**Data provided**

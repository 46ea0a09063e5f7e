// [libs/infra/timeseries/src/csv_repository.rs]
/*!
 * APARATO: CSV TIME-SERIES REPOSITORY
 * RESPONSABILIDAD: HIDRATACION DE LA VISTA TABULAR DESDE DISCO
 *
 * Loads a flat CSV export (`date,field,facility_code,value`) into
 * memory once, and exposes the same `TimeSeriesRepository` contract
 * as the in-memory fixture. Re-reads the file only when `reload()` is
 * called explicitly — this crate does not watch the filesystem, it is
 * the caller's responsibility to call `reload()` after repointing the
 * source (mirrors the Cache Layer's `on_source_path_change` trigger).
 */

use chrono::{Datelike, NaiveDate};
use std::path::{Path, PathBuf};
use std::sync::RwLock;
use tracing::{info, instrument, warn};

use crate::errors::TimeSeriesError;
use crate::repository::TimeSeriesRepository;

#[derive(Debug, Clone, serde::Deserialize)]
struct CsvRow {
    date: NaiveDate,
    field: String,
    facility_code: Option<String>,
    value: f64,
}

pub struct CsvTimeSeriesRepository {
    path: RwLock<PathBuf>,
    rows: RwLock<Vec<CsvRow>>,
}

impl CsvTimeSeriesRepository {
    #[instrument]
    pub fn load(path: impl AsRef<Path> + std::fmt::Debug) -> Result<Self, TimeSeriesError> {
        let path = path.as_ref().to_path_buf();
        let rows = Self::read_rows(&path)?;
        info!("📄 [TS_REPO]: Loaded {} rows from [{}]", rows.len(), path.display());
        Ok(Self {
            path: RwLock::new(path),
            rows: RwLock::new(rows),
        })
    }

    fn read_rows(path: &Path) -> Result<Vec<CsvRow>, TimeSeriesError> {
        let mut reader = csv::Reader::from_path(path).map_err(|e| TimeSeriesError::Io {
            path: path.display().to_string(),
            source: std::io::Error::new(std::io::ErrorKind::NotFound, e.to_string()),
        })?;

        let mut rows = Vec::new();
        for (index, record) in reader.deserialize::<CsvRow>().enumerate() {
            match record {
                Ok(row) => rows.push(row),
                Err(fault) => {
                    return Err(TimeSeriesError::Parse {
                        path: path.display().to_string(),
                        detail: format!("row {}: {}", index, fault),
                    })
                }
            }
        }
        Ok(rows)
    }

    /// Repoint at a new file and re-hydrate in one step. Returns
    /// whether the path actually changed — callers (the Cache Layer)
    /// use this to decide whether to fire `excel_path_changed`.
    #[instrument(skip(self))]
    pub fn repoint(&self, new_path: impl AsRef<Path>) -> Result<bool, TimeSeriesError> {
        let new_path = new_path.as_ref().to_path_buf();
        let changed = *self.path.read().expect("lock poisoned") != new_path;
        let rows = Self::read_rows(&new_path)?;
        *self.rows.write().expect("lock poisoned") = rows;
        *self.path.write().expect("lock poisoned") = new_path;
        if changed {
            warn!("🔁 [TS_REPO]: Source path changed, dataset reloaded.");
        }
        Ok(changed)
    }

    fn sum_matching(&self, date: NaiveDate, field: &str, facility_code: Option<&str>) -> Option<f64> {
        let rows = self.rows.read().expect("lock poisoned");
        let mut total = 0.0;
        let mut matched = false;
        for row in rows.iter() {
            if row.field != field || row.date.year() != date.year() || row.date.month() != date.month() {
                continue;
            }
            if row.facility_code.as_deref() != facility_code {
                continue;
            }
            total += row.value;
            matched = true;
        }
        matched.then_some(total)
    }
}

impl TimeSeriesRepository for CsvTimeSeriesRepository {
    fn get_value(&self, date: NaiveDate, field: &str) -> Option<f64> {
        self.sum_matching(date, field, None)
    }

    fn get_value_for_facility(&self, date: NaiveDate, field: &str, facility_code: &str) -> Option<f64> {
        self.sum_matching(date, field, Some(facility_code))
    }

    fn get_latest_date(&self) -> Option<NaiveDate> {
        self.rows.read().expect("lock poisoned").iter().map(|r| r.date).max()
    }

    fn current_source_path(&self) -> String {
        self.path.read().expect("lock poisoned").display().to_string()
    }
}

#[cfg(test)]
mod tests {
    use super::*;
    use std::io::Write;

    fn write_fixture(contents: &str) -> tempfile::NamedTempFile {
        let mut file = tempfile::NamedTempFile::new().unwrap();
        write!(file, "{}", contents).unwrap();
        file
    }

    #[test]
    fn loads_and_sums_rows() {
        let file = write_fixture("date,field,facility_code,value\n2024-12-01,SRC-A,,100.0\n2024-12-15,SRC-A,,50.0\n");
        let repo = CsvTimeSeriesRepository::load(file.path()).unwrap();
        assert_eq!(repo.get_value(NaiveDate::from_ymd_opt(2024, 12, 31).unwrap(), "SRC-A"), Some(150.0));
    }

    #[test]
    fn repoint_reports_path_change() {
        let a = write_fixture("date,field,facility_code,value\n2024-12-01,SRC-A,,1.0\n");
        let b = write_fixture("date,field,facility_code,value\n2024-12-01,SRC-A,,2.0\n");
        let repo = CsvTimeSeriesRepository::load(a.path()).unwrap();
        let changed = repo.repoint(b.path()).unwrap();
        assert!(changed);
        assert_eq!(repo.get_value(NaiveDate::from_ymd_opt(2024, 12, 1).unwrap(), "SRC-A"), Some(2.0));
    }

    #[test]
    fn repoint_to_same_path_reports_unchanged() {
        let a = write_fixture("date,field,facility_code,value\n2024-12-01,SRC-A,,1.0\n");
        let repo = CsvTimeSeriesRepository::load(a.path()).unwrap();
        assert!(!repo.repoint(a.path()).unwrap());
    }
}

**Task description**
Starting with the first line of the data above, copy each line exactly until you reach the line with "let rows = Self::read_rows(&path)?;"; include that line as well.

**Output**
repository 46ea0a09063e5f7e
// [libs/infra/timeseries/src/csv_repository.rs]
/*!
 * APARATO: CSV TIME-SERIES REPOSITORY
 * RESPONSABILIDAD: HIDRATACION DE LA VISTA TABULAR DESDE DISCO
 *
 * Loads a flat CSV export (`date,field,facility_code,value`) into
 * memory once, and exposes the same `TimeSeriesRepository` contract
 * as the in-memory fixture. Re-reads the file only when `reload()` is
 * called explicitly — this crate does not watch the filesystem, it is
 * the caller's responsibility to call `reload()` after repointing the
 * source (mirrors the Cache Layer's `on_source_path_change` trigger).
 */

use chrono::{Datelike, NaiveDate};
use std::path::{Path, PathBuf};
use std::sync::RwLock;
use tracing::{info, instrument, warn};

use crate::errors::TimeSeriesError;
use crate::repository::TimeSeriesRepository;

#[derive(Debug, Clone, serde::Deserialize)]
struct CsvRow {
    date: NaiveDate,
    field: String,
    facility_code: Option<String>,
    value: f64,
}

pub struct CsvTimeSeriesRepository {
    path: RwLock<PathBuf>,
    rows: RwLock<Vec<CsvRow>>,
}

impl CsvTimeSeriesRepository {
    #[instrument]
    pub fn load(path: impl AsRef<Path> + std::fmt::Debug) -> Result<Self, TimeSeriesError> {
        let path = path.as_ref().to_path_buf();
        let rows = Self::read_rows(&path)?;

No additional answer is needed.